Valérie Dittli croit se disculper avec force billevesées qui donnent le sentiment qu’elle considérait le canton comme un terrain d’expérimentation politique tout au plus. Sa ligne de défense pour échapper à l’accusation de tourisme fiscal est assez stupéfiante: elle a expliqué avoir hésité sur la voie professionnelle à suivre, elle admet que son «centre de vie» se situait de l’autre côté de la Sarine, qu’elle jouait dans une fanfare, qu’elle aidait son père à la ferme et qu’elle trouvait davantage de livres à Zurich.

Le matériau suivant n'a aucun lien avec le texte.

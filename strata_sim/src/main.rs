//! Strata simulator CLI
//!
//! Runs the built-in scenarios over one or more seeds and reports whether
//! every tick kept the distributed registries consistent.

use clap::Parser;
use std::path::PathBuf;
use strata_sim::scenarios::ScenarioId;
use strata_sim::{ScenarioResult, ScenarioRunner, SimConfig};
use tracing::{error, info};
use tracing_subscriber::{EnvFilter, FmtSubscriber};

#[derive(Parser, Debug)]
#[command(name = "strata-sim")]
#[command(about = "Multi-rank agent simulation with consistency checks")]
struct Args {
    /// Master seed for determinism (0 = random from time) [default: 42]
    #[arg(short, long)]
    seed: Option<u64>,

    /// Number of ranks [default: 4]
    #[arg(short, long)]
    ranks: Option<usize>,

    /// Scenario to run (wanderers, rumor, all)
    #[arg(short = 'S', long, default_value = "all")]
    scenario: String,

    /// Ticks to simulate
    #[arg(short, long)]
    ticks: Option<u64>,

    /// Agents created on every rank
    #[arg(short, long)]
    agents: Option<usize>,

    /// Number of consecutive seeds to test (for CI mode)
    #[arg(long, default_value = "1")]
    seeds: usize,

    /// JSON config file; command line flags override it
    #[arg(short, long)]
    config: Option<PathBuf>,

    /// Verbose output
    #[arg(short, long)]
    verbose: bool,

    /// JSON output for CI parsing
    #[arg(long)]
    json: bool,
}

fn main() {
    let args = Args::parse();

    // RUST_LOG wins over --verbose
    let default = if args.verbose { "debug" } else { "info" };
    let filter = EnvFilter::try_from_default_env().unwrap_or_else(|_| EnvFilter::new(default));
    let subscriber = FmtSubscriber::builder().with_env_filter(filter).finish();
    if let Err(e) = tracing::subscriber::set_global_default(subscriber) {
        eprintln!("Error: cannot install logger: {}", e);
        std::process::exit(1);
    }

    let mut config = match &args.config {
        Some(path) => SimConfig::from_json_file(path).unwrap_or_else(|e| {
            eprintln!("Error: {}", e);
            std::process::exit(1);
        }),
        None => SimConfig::default(),
    };
    if let Some(seed) = args.seed {
        config.seed = seed;
    }
    if let Some(ranks) = args.ranks {
        config.num_ranks = ranks;
    }
    if let Some(ticks) = args.ticks {
        config.ticks = ticks;
    }
    if let Some(agents) = args.agents {
        config.agents_per_rank = agents;
    }
    if let Err(e) = config.validate() {
        eprintln!("Error: {}", e);
        std::process::exit(1);
    }

    if !args.json {
        info!("Strata simulator v{}", env!("CARGO_PKG_VERSION"));
        info!("━━━━━━━━━━━━━━━━━━━━━━━━━━━━━━━━━━━━━━━━━━━━━━━━━━━━━");
    }

    let scenarios: Vec<ScenarioId> = if args.scenario == "all" {
        ScenarioId::all()
    } else {
        vec![args.scenario.parse().unwrap_or_else(|e| {
            eprintln!("Error: {}", e);
            eprintln!("Available scenarios: wanderers, rumor, all");
            std::process::exit(1);
        })]
    };

    let base_seed = if config.seed == 0 {
        std::time::SystemTime::now()
            .duration_since(std::time::UNIX_EPOCH)
            .map(|d| d.as_nanos() as u64)
            .unwrap_or(42)
    } else {
        config.seed
    };

    let mut all_results: Vec<ScenarioResult> = Vec::new();
    for seed_offset in 0..args.seeds {
        let runner = ScenarioRunner::from_config(SimConfig {
            seed: base_seed.wrapping_add(seed_offset as u64),
            ..config.clone()
        });

        for scenario in &scenarios {
            let result = runner.run(*scenario);
            if !args.json {
                if result.passed {
                    info!(
                        "✓ {} (seed={}) PASSED: {} migrations, peak {} ghosts",
                        scenario.name(),
                        result.seed,
                        result.metrics.migrations,
                        result.metrics.peak_ghosts
                    );
                } else {
                    error!(
                        "✗ {} (seed={}) FAILED: {}",
                        scenario.name(),
                        result.seed,
                        result.failure_reason.as_deref().unwrap_or("unknown")
                    );
                }
            }
            all_results.push(result);
        }
    }

    let total = all_results.len();
    let failed = all_results.iter().filter(|r| !r.passed).count();

    if args.json {
        let summary = serde_json::json!({
            "total": total,
            "passed": total - failed,
            "failed": failed,
            "results": all_results,
        });
        match serde_json::to_string_pretty(&summary) {
            Ok(text) => println!("{}", text),
            Err(e) => eprintln!("Error: {}", e),
        }
    } else {
        info!("━━━━━━━━━━━━━━━━━━━━━━━━━━━━━━━━━━━━━━━━━━━━━━━━━━━━━");
        info!("Results: {}/{} passed", total - failed, total);
    }

    if failed > 0 {
        std::process::exit(1);
    }
}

Les Vaudois ont de quoi se sentir trahis et même un peu méprisés. D’abord, parce que leur ministre dit en substance que tout la rattachait à la Suisse alémanique, à moins d’une éventuelle élection. Comme si son attachement dépendait de l’occupation du fauteuil. Si ce n’était pas un problème de porte-monnaie, ce qu’elle s’évertue à démontrer, c’était donc un problème de cœur. Et le cœur, en politique, vaut autant que la raison.

Une errance de jeunesse?

Ensuite, ces manœuvres donnent le sentiment que la benjamine de la puissante famille Dittli a été dépêchée par le parti suisse pour reconquérir les terres vaudoises, sans grands états d’âme et faute de mettre la main sur un autre fief. Et si tout cela devait s’avérer une fausse lecture des choses, resterait le côté franchement opportuniste et calculateur qu’il revient à ses électeurs de juger. S’ils font preuve de compréhension et passent l’éponge sur une errance de jeunesse, pas sûr que la gauche, elle, fasse de même. Et on la comprend.